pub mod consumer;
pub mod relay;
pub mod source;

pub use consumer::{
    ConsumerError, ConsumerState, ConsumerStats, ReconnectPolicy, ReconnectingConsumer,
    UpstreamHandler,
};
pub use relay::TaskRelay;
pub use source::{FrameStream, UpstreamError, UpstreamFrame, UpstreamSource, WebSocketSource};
----------------
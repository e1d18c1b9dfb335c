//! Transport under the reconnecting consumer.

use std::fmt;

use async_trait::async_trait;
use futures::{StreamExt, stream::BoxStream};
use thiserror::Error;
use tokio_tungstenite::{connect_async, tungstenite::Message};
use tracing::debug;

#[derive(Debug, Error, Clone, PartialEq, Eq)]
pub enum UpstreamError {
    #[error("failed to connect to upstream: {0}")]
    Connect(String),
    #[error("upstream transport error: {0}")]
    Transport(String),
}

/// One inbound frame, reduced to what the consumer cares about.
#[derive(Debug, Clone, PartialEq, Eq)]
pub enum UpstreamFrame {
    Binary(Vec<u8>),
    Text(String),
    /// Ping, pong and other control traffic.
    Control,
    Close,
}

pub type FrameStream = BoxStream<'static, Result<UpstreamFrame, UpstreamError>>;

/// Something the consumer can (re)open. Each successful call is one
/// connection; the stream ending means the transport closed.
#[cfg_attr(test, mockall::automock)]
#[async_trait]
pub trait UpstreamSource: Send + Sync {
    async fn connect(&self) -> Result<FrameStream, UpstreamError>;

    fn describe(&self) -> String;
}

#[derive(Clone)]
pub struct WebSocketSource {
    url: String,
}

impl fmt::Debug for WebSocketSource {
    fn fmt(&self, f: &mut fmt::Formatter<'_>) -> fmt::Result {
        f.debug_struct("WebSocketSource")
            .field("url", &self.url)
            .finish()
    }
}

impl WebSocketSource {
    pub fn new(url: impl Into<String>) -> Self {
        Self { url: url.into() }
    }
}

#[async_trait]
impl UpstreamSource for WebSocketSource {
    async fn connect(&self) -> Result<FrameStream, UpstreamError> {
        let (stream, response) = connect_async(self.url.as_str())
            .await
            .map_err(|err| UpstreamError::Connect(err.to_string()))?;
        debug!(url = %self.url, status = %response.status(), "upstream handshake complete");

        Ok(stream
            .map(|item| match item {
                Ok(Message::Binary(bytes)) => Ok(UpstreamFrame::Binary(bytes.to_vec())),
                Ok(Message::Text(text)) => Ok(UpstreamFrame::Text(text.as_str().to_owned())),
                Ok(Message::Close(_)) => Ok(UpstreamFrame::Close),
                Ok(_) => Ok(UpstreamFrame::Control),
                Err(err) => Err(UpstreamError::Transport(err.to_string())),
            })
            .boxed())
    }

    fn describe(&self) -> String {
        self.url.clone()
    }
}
----------------
**The task:** What lines in the material above hold the string "PartialEq"? List them.

**Task response:**
#[derive(Debug, Error, Clone, PartialEq, Eq)]
#[derive(Debug, Clone, PartialEq, Eq)]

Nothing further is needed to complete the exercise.